1/18/09 11:16 pm - 04. Living After Midnight
Øøøøh... I should probably come up with a new name for my journal. My sleep's no longer synthetic.
1/18/09 07:53 am - 03. Keep On Galloping
I can't seem to stick to updating any of my blogs regularly, not since gj. I'd love to, but for some reason I just end freezing up in front of the keyboard not knowing what to say. Maybe it's cause my life has been consisting of so little the last couple of years. There haven't been a lot going on at all. The lack of sleep have pretty much ruined everything, there were no energy left. Now I'm sleeping blissfully good, and there's plenty of energy- but alas I'm unemployed and don't have a whole lot of money to spend, so I end up being alone with little to tell about anyway. I hope this extra cash I got will enable me to get a bus card and a gym membership so I'll be able to get out more, and burn some energy. That would've been neato, I miss working out.

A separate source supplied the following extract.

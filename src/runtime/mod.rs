//! Runtime adapters that execute admitted work.

pub mod tokio_spawner;

pub use tokio_spawner::TokioSpawner;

Man I really gotta find a job, but sleeping in till 4-5pm really isn't helping. I think I'll try to keep a fake earlier rhythm for a while till I have a living of sorts. I can't live like this forever. Plus I should probably have my teeth checked soon, I haven't been to the dentist since it was free to go. Ages and eons ago. I'm not going back to a life with early mornings, that's for sure... but why does it have to be so hard to find a job that's at night? If only I knew how to drive. Ah well, despite the whining rant of it all things are really good. My mind hasn't been this peaceful and serene for as long as I can remember.